HIAE/Einstein - Hospital Israelita Albert Einstein (SP) — Prova 2022
Um homem de 47 anos faz seguimento ambulatorial por queixa de refluxo gastroesofágico. Em endoscopia solicitada após exacerbação dos sintomas dispépticos, notou-se que a mucosa do esôfago distal, junto à transição com o estômago, tem cor de salmão, numa extensão de 2 cm. A biópsia mostrou esôfago de Barrett, sem displasia. A opção de tratamento mais indicada neste momento é
Esôfago de Barrett sem displasia → Otimização do tratamento com IBP (dose dupla) e vigilância endoscópica.
O Esôfago de Barrett é uma metaplasia intestinal do epitélio esofágico distal, uma complicação da DRGE crônica e um fator de risco para adenocarcinoma esofágico. Na ausência de displasia, o tratamento visa o controle rigoroso do refluxo ácido com IBP em dose otimizada (geralmente dose dupla) e vigilância endoscópica regular para detectar progressão da doença.
O Esôfago de Barrett (EB) é uma condição pré-maligna caracterizada pela metaplasia intestinal do epitélio escamoso estratificado do esôfago distal, substituído por epitélio colunar com células caliciformes. É uma complicação da Doença do Refluxo Gastroesofágico (DRGE) crônica e o principal fator de risco para o adenocarcinoma esofágico. A importância clínica reside no potencial de progressão para displasia e, subsequentemente, para câncer. A fisiopatologia envolve a exposição prolongada da mucosa esofágica ao ácido gástrico e bile, induzindo alterações adaptativas. O diagnóstico é feito por endoscopia digestiva alta (EDA) com biópsias, que confirmam a presença de metaplasia intestinal. A classificação da displasia (ausente, baixo grau, alto grau) é fundamental para guiar a conduta. No caso de Esôfago de Barrett sem displasia, o tratamento primário é o controle rigoroso do refluxo ácido com inibidores de bomba de prótons (IBP), geralmente em dose dupla (ex: Omeprazol 20mg duas vezes ao dia), para reduzir a inflamação e o risco de progressão. A vigilância endoscópica regular com biópsias é essencial para monitorar a condição e detectar precocemente qualquer desenvolvimento de displasia, permitindo intervenções como ablação ou ressecção endoscópica, se necessário.

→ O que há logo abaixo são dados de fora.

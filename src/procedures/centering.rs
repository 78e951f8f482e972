//! Beam centering.
//!
//! The [`CenteringOrchestrator`] runs the [`Scanner`] over a plan of axes in a
//! single cancellable background task. For every enabled axis it moves to the
//! start of the sweep, scans, and parks the axis at the best position.
//!
//! # Lifecycle
//!
//! - `start()` validates the whole plan before touching any device and rejects
//!   a second run while one is in progress
//! - the task ends with exactly one of `CenteringConcluded`, `CenteringError`
//!   or (via `cancel()`) `CenteringCancelled`
//! - `cancel()` kills the task first and only then stops every axis of the plan
//!
//! Last centred positions are kept per orchestrator instance.

use crate::config::{BeamlineConfig, CenteringAxisConfig};
use crate::error::{AppResult, DaqError, DeviceResultExt};
use crate::events::{BeamlineEvent, EventBus};
use crate::hardware::capabilities::{Movable, Readable};
use crate::procedures::lease::BeamLease;
use crate::procedures::lock;
use crate::procedures::scanner::{ScanRequest, ScanResult, Scanner};
use crate::procedures::task::TaskHandle;
use futures::future::join_all;
use serde::{Deserialize, Serialize};
use std::collections::HashMap;
use std::sync::{Arc, Mutex};
use tokio::sync::watch;

/// Per-axis entry of a centering plan.
#[derive(Debug, Clone, PartialEq, Serialize, Deserialize)]
pub struct ScanParameters {
    /// Configured axis name
    pub axis: String,
    /// Whether this axis is centred
    pub enabled: bool,
    /// Half-width of the sweep around the current position
    pub distance: Option<f64>,
    /// Relative move per scan step
    pub step: Option<f64>,
    /// Sweep from the travel edge until the axis stops
    pub full_path: bool,
}

impl ScanParameters {
    /// Enabled entry sweeping `distance` either side of the current position.
    pub fn sweep(axis: impl Into<String>, step: f64, distance: f64) -> Self {
        Self {
            axis: axis.into(),
            enabled: true,
            distance: Some(distance),
            step: Some(step),
            full_path: false,
        }
    }

    /// Enabled entry sweeping the whole travel range.
    pub fn full_path(axis: impl Into<String>, step: f64) -> Self {
        Self {
            axis: axis.into(),
            enabled: true,
            distance: None,
            step: Some(step),
            full_path: true,
        }
    }

    /// Entry that is validated but not scanned.
    pub fn disabled(axis: impl Into<String>) -> Self {
        Self {
            axis: axis.into(),
            enabled: false,
            distance: None,
            step: None,
            full_path: false,
        }
    }
}
/// Summary of a completed collection.
#[derive(Debug, Clone, PartialEq, Serialize)]
pub struct CollectionReport {
    /// Collection identifier used in events
    pub id: Uuid,
    /// Frames saved by the detector
    pub frames: u32,
    /// Wedges collected, in order
    pub wedges: Vec<Wedge>,
    /// When the collection was accepted
    pub started_at: DateTime<Utc>,
    /// When the last wedge closed
    pub finished_at: DateTime<Utc>,
}

#[derive(Debug)]
struct ShutterSession {
    shutter_open: bool,
    /// Velocity and angle to return the rotation to
    restore: Option<(f64, f64)>,
}

struct ActiveCollection {
    id: Uuid,
    directory: PathBuf,
    _lease: LeaseGuard,
}

struct SequencerInner {
    config: AcquisitionConfig,
    motion: RetryPolicy,
    poll_interval: Duration,
    devices: AcquisitionDevices,
    energy: Option<Arc<EnergyCoordinator>>,
    events: EventBus,
    state: watch::Sender<AcquisitionState>,
    session: AsyncMutex<Option<ShutterSession>>,
    close_timer: Mutex<Option<TaskHandle<AppResult<()>>>>,
    body: Mutex<Option<JoinHandle<()>>>,
    /// Set while a collection is in flight and not yet claimed by a stop,
    /// a failure or a normal finish.
    stop_armed: AtomicBool,
    /// True while a safing task owns the hardware.
    safing: watch::Sender<bool>,
    active: Mutex<Option<ActiveCollection>>,
}

/// Runs rotation collections on one rotation axis, shutter and detector.
pub struct AcquisitionSequencer {
    inner: Arc<SequencerInner>,
    lease: BeamLease,
}

impl AcquisitionSequencer {
    /// Create a sequencer. `energy` is required only for plans with an energy.
    pub fn new(
        config: &BeamlineConfig,
        devices: AcquisitionDevices,
        energy: Option<Arc<EnergyCoordinator>>,
        events: EventBus,
        lease: BeamLease,
    ) -> Self {
        let (state, _) = watch::channel(AcquisitionState::Idle);
        let (safing, _) = watch::channel(false);
        Self {
            inner: Arc::new(SequencerInner {
                config: config.acquisition.clone(),
                motion: RetryPolicy::new(config.motion.settle_attempts, config.motion.poll_interval()),
                poll_interval: config.motion.poll_interval(),
                devices,
                energy,
                events,
                state,
                session: AsyncMutex::new(None),
                close_timer: Mutex::new(None),
                body: Mutex::new(None),
                stop_armed: AtomicBool::new(false),
                safing,
                active: Mutex::new(None),
            }),
            lease,
        }
    }

    /// Current handshake state.
    pub fn state(&self) -> AcquisitionState {
        *self.inner.state.borrow()
    }

    /// Watch handshake state changes.
    pub fn subscribe_state(&self) -> watch::Receiver<AcquisitionState> {
        self.inner.state.subscribe()
    }

    /// Run a collection to completion.
    ///
    /// The plan and the required rotation velocity are checked before any
    /// command is sent. Returns `Cancelled` if [`stop_collect`](Self::stop_collect)
    /// ended the run.
    pub async fn collect(&self, plan: AcquisitionPlan) -> AppResult<CollectionReport> {
        plan.validate()?;
        let inner = &self.inner;
        let rotation = inner.devices.rotation.as_ref();
        let velocity = plan.required_velocity(inner.config.readout_per_image_s);
        let (min, max) = rotation.velocity_limits().await.device(rotation.name())?;
        if !velocity.is_finite() || !(min..=max).contains(&velocity) {
            return Err(DaqError::InvalidParameters(format!(
                "rotation velocity {velocity:.4} deg/s is outside {} limits [{min}, {max}]",
                rotation.name()
            )));
        }
        if plan.energy_kev.is_some() && inner.energy.is_none() {
            return Err(DaqError::Configuration(
                "plan requests an energy change but no energy coordinator is installed".into(),
            ));
        }

        let lease = self.lease.try_acquire("data collection")?;
        let id = Uuid::new_v4();
        let wedges = plan.prepare_wedges();
        let started_at = Utc::now();
        *lock(&inner.active) = Some(ActiveCollection {
            id,
            directory: plan.file_directory.clone(),
            _lease: lease,
        });
        inner.stop_armed.store(true, Ordering::SeqCst);
        tracing::info!(
            %id,
            images = plan.number_of_images,
            wedges = wedges.len(),
            start_angle = plan.start_angle,
            velocity,
            "Starting data collection"
        );
        inner.events.emit(BeamlineEvent::CollectionStarted {
            id,
            images: plan.number_of_images,
        });

        let (tx, rx) = oneshot::channel();
        let body_inner = inner.clone();
        let body_wedges = wedges.clone();
        let handle = tokio::spawn(async move {
            let result = body_inner.run(&plan, &body_wedges, id, velocity).await;
            let _ = tx.send(result);
        });
        *lock(&inner.body) = Some(handle);

        match rx.await {
            Ok(Ok(frames)) => {
                if !inner.claim(false) {
                    inner.wait_safed().await;
                    return Err(DaqError::Cancelled);
                }
                lock(&inner.body).take();
                inner.release_active();
                tracing::info!(%id, frames, "Data collection finished");
                inner.events.emit(BeamlineEvent::CollectionFinished { id });
                Ok(CollectionReport {
                    id,
                    frames,
                    wedges,
                    started_at,
                    finished_at: Utc::now(),
                })
            }
            Ok(Err(e)) => {
                if inner.claim(true) {
                    tracing::error!(%id, error = %e, "Data collection failed, safing hardware");
                    let safing = inner.spawn_safing(Ending::Failed(e.to_string()));
                    if let Some(Err(incomplete)) = safing.join().await {
                        tracing::error!(%id, error = %incomplete, "Safing after failure was incomplete");
                    }
                } else {
                    inner.wait_safed().await;
                }
                Err(e)
            }
            Err(_) => {
                inner.wait_safed().await;
                Err(DaqError::Cancelled)
            }
        }
    }

    /// Stop the running collection and safe the hardware.
    ///
    /// Sends no commands when nothing is running. A stop already in progress
    /// is waited for, not repeated. The safing keeps running if this future
    /// is dropped.
    pub async fn stop_collect(&self) -> AppResult<()> {
        let inner = &self.inner;
        if !inner.claim(true) {
            tracing::debug!("No collection to stop");
            inner.wait_safed().await;
            return Ok(());
        }
        tracing::info!("Stopping data collection");
        inner
            .spawn_safing(Ending::Stopped)
            .join()
            .await
            .unwrap_or_else(|| Err(DaqError::Cancelled))
    }
}

/// Why a collection is being safed.
enum Ending {
    Stopped,
    Failed(String),
}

O objetivo principal é controlar o refluxo gastroesofágico com IBP para reduzir a exposição ácida do esôfago, o que pode diminuir o risco de progressão da metaplasia e o desenvolvimento de displasia ou adenocarcinoma.
A vigilância endoscópica com biópsias é crucial para monitorar a progressão da metaplasia para displasia de baixo ou alto grau, permitindo a detecção precoce de lesões pré-malignas e intervenção oportuna.
Geralmente, recomenda-se a dose dupla de IBP (ex: Omeprazol 20mg duas vezes ao dia) para um controle ácido mais eficaz, embora a dose possa ser ajustada individualmente.